__Exercise aim__: Please write out the listing below again in its exact form.

__Information supplied__:
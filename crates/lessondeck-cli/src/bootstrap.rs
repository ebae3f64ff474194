//! CLI bootstrap - the composition root.
//!
//! This module is the ONLY place where infrastructure is wired together
//! for the CLI. All concrete implementations are instantiated here:
//! - Settings (environment, `.env`, command-line overrides)
//! - The presentation API client (via lessondeck-client)
//! - Progress configuration shared by job and export subscriptions
//! - The backend supervisor (via lessondeck-runtime), when requested
//!
//! Command handlers receive the composed [`AppContext`] and never build
//! clients themselves.

use std::sync::Arc;

use lessondeck_client::{
    ClientConfig, ExportProgressClient, PresentationApiClient, ProgressClientConfig,
    ProgressSubscriptionClient,
};
use lessondeck_core::{Settings, SettingsUpdate, validate_settings};
use lessondeck_runtime::{BackendSupervisor, SupervisorConfig};
use tracing::info;

use crate::error::CliError;

/// Bootstrap configuration for the CLI.
#[derive(Debug, Clone)]
pub struct CliConfig {
    /// Settings loaded from the environment.
    pub settings: Settings,
    /// `--api-url` override.
    pub api_url: Option<String>,
    /// Start a supervised backend and talk to it instead of `api_url`.
    pub local_backend: bool,
}

impl CliConfig {
    /// Settings from `LESSONDECK_*` environment variables.
    pub fn from_env() -> Result<Self, CliError> {
        Ok(Self::from_settings(Settings::from_env()?))
    }

    pub const fn from_settings(settings: Settings) -> Self {
        Self {
            settings,
            api_url: None,
            local_backend: false,
        }
    }

    #[must_use]
    pub fn with_api_url(mut self, url: Option<String>) -> Self {
        self.api_url = url;
        self
    }

    #[must_use]
    pub const fn with_local_backend(mut self, enabled: bool) -> Self {
        self.local_backend = enabled;
        self
    }
}

/// Fully composed application context for CLI commands.
///
/// Owns the API client and, with `--local-backend`, the supervisor of the
/// backend it talks to. There are no process-wide singletons.
pub struct AppContext {
    settings: Settings,
    api: PresentationApiClient,
    progress: ProgressClientConfig,
    supervisor: Option<Arc<BackendSupervisor>>,
}

impl AppContext {
    pub const fn settings(&self) -> &Settings {
        &self.settings
    }

    /// Access the presentation API client.
    pub const fn api(&self) -> &PresentationApiClient {
        &self.api
    }

    /// A subscription client for generation jobs.
    pub fn job_progress(&self) -> ProgressSubscriptionClient {
        ProgressSubscriptionClient::for_jobs(&self.api, self.progress.clone())
    }

    /// A client for progress-tracked exports.
    pub fn exports(&self) -> ExportProgressClient {
        ExportProgressClient::new(self.api.clone(), self.progress.clone())
    }

    pub fn supervisor(&self) -> Option<&Arc<BackendSupervisor>> {
        self.supervisor.as_ref()
    }

    /// Stop the supervised backend, if this context started one.
    pub async fn shutdown(&self) {
        if let Some(supervisor) = &self.supervisor {
            supervisor.stop().await;
        }
    }
}

/// Supervisor configuration for `settings`, with an optional program
/// and argument override.
pub fn supervisor_config(
    settings: &Settings,
    program: Option<String>,
    args: Vec<String>,
) -> Result<SupervisorConfig, CliError> {
    let mut settings = settings.clone();
    if program.is_some() {
        settings.backend_program = program;
    }
    let config = SupervisorConfig::from_settings(&settings).ok_or_else(|| {
        CliError::Config(
            "no backend program configured (set LESSONDECK_BACKEND_PROGRAM or pass --program)"
                .to_string(),
        )
    })?;
    Ok(if args.is_empty() {
        config
    } else {
        config.with_args(args)
    })
}

/// Bootstrap the CLI application.
///
/// This is the composition root. It:
/// 1. Applies command-line overrides to the settings and validates them
/// 2. Starts the supervised backend when asked to, pointing the API at it
/// 3. Creates the API client and the progress configuration
pub async fn bootstrap(config: CliConfig) -> Result<AppContext, CliError> {
    let mut settings = config.settings;
    if let Some(url) = config.api_url {
        settings.merge(&SettingsUpdate {
            api_base_url: Some(Some(url)),
            ..SettingsUpdate::default()
        });
    }

    let supervisor = if config.local_backend {
        let supervisor = Arc::new(BackendSupervisor::new(supervisor_config(
            &settings,
            None,
            Vec::new(),
        )?)?);
        let port = supervisor.start().await?;
        info!(port, "local backend running");
        settings.merge(&SettingsUpdate {
            api_base_url: Some(Some(format!("http://127.0.0.1:{port}/api"))),
            ws_base_url: Some(None),
            ..SettingsUpdate::default()
        });
        Some(supervisor)
    } else {
        None
    };

    validate_settings(&settings)?;

    let api = PresentationApiClient::new(ClientConfig::from_settings(&settings))?;
    let progress = ProgressClientConfig::from_settings(&settings);

    Ok(AppContext {
        settings,
        api,
        progress,
        supervisor,
    })
}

__Task response__:
filename crates/lessondeck-cli/src/bootstrap.rs
repository ebae3f64ff474194
//! CLI bootstrap - the composition root.
//!
//! This module is the ONLY place where infrastructure is wired together
//! for the CLI. All concrete implementations are instantiated here:
//! - Settings (environment, `.env`, command-line overrides)
//! - The presentation API client (via lessondeck-client)
//! - Progress configuration shared by job and export subscriptions
//! - The backend supervisor (via lessondeck-runtime), when requested
//!
//! Command handlers receive the composed [`AppContext`] and never build
//! clients themselves.

use std::sync::Arc;

use lessondeck_client::{
    ClientConfig, ExportProgressClient, PresentationApiClient, ProgressClientConfig,
    ProgressSubscriptionClient,
};
use lessondeck_core::{Settings, SettingsUpdate, validate_settings};
use lessondeck_runtime::{BackendSupervisor, SupervisorConfig};
use tracing::info;

use crate::error::CliError;

/// Bootstrap configuration for the CLI.
#[derive(Debug, Clone)]
pub struct CliConfig {
    /// Settings loaded from the environment.
    pub settings: Settings,
    /// `--api-url` override.
    pub api_url: Option<String>,
    /// Start a supervised backend and talk to it instead of `api_url`.
    pub local_backend: bool,
}

impl CliConfig {
    /// Settings from `LESSONDECK_*` environment variables.
    pub fn from_env() -> Result<Self, CliError> {
        Ok(Self::from_settings(Settings::from_env()?))
    }

    pub const fn from_settings(settings: Settings) -> Self {
        Self {
            settings,
            api_url: None,
            local_backend: false,
        }
    }

    #[must_use]
    pub fn with_api_url(mut self, url: Option<String>) -> Self {
        self.api_url = url;
        self
    }

    #[must_use]
    pub const fn with_local_backend(mut self, enabled: bool) -> Self {
        self.local_backend = enabled;
        self
    }
}

/// Fully composed application context for CLI commands.
///
/// Owns the API client and, with `--local-backend`, the supervisor of the
/// backend it talks to. There are no process-wide singletons.
pub struct AppContext {
    settings: Settings,
    api: PresentationApiClient,
    progress: ProgressClientConfig,
    supervisor: Option<Arc<BackendSupervisor>>,
}

impl AppContext {
    pub const fn settings(&self) -> &Settings {
        &self.settings
    }

    /// Access the presentation API client.
    pub const fn api(&self) -> &PresentationApiClient {
        &self.api
    }

    /// A subscription client for generation jobs.
    pub fn job_progress(&self) -> ProgressSubscriptionClient {
        ProgressSubscriptionClient::for_jobs(&self.api, self.progress.clone())
    }

    /// A client for progress-tracked exports.
    pub fn exports(&self) -> ExportProgressClient {
        ExportProgressClient::new(self.api.clone(), self.progress.clone())
    }

    pub fn supervisor(&self) -> Option<&Arc<BackendSupervisor>> {
        self.supervisor.as_ref()
    }

    /// Stop the supervised backend, if this context started one.
    pub async fn shutdown(&self) {
        if let Some(supervisor) = &self.supervisor {
            supervisor.stop().await;
        }
    }
}

/// Supervisor configuration for `settings`, with an optional program
/// and argument override.
pub fn supervisor_config(
    settings: &Settings,
    program: Option<String>,
    args: Vec<String>,
) -> Result<SupervisorConfig, CliError> {
    let mut settings = settings.clone();
    if program.is_some() {
        settings.backend_program = program;
    }
    let config = SupervisorConfig::from_settings(&settings).ok_or_else(|| {
        CliError::Config(
            "no backend program configured (set LESSONDECK_BACKEND_PROGRAM or pass --program)"
                .to_string(),
        )
    })?;
    Ok(if args.is_empty() {
        config
    } else {
        config.with_args(args)
    })
}

/// Bootstrap the CLI application.
///
/// This is the composition root. It:
/// 1. Applies command-line overrides to the settings and validates them
/// 2. Starts the supervised backend when asked to, pointing the API at it
/// 3. Creates the API client and the progress configuration
pub async fn bootstrap(config: CliConfig) -> Result<AppContext, CliError> {
    let mut settings = config.settings;
    if let Some(url) = config.api_url {
        settings.merge(&SettingsUpdate {
            api_base_url: Some(Some(url)),
            ..SettingsUpdate::default()
        });
    }

    let supervisor = if config.local_backend {
        let supervisor = Arc::new(BackendSupervisor::new(supervisor_config(
            &settings,
            None,
            Vec::new(),
        )?)?);
        let port = supervisor.start().await?;
        info!(port, "local backend running");
        settings.merge(&SettingsUpdate {
            api_base_url: Some(Some(format!("http://127.0.0.1:{port}/api"))),
            ws_base_url: Some(None),
            ..SettingsUpdate::default()
        });
        Some(supervisor)
    } else {
        None
    };

    validate_settings(&settings)?;

    let api = PresentationApiClient::new(ClientConfig::from_settings(&settings))?;
    let progress = ProgressClientConfig::from_settings(&settings);

    Ok(AppContext {
        settings,
        api,
        progress,
        supervisor,
    })
}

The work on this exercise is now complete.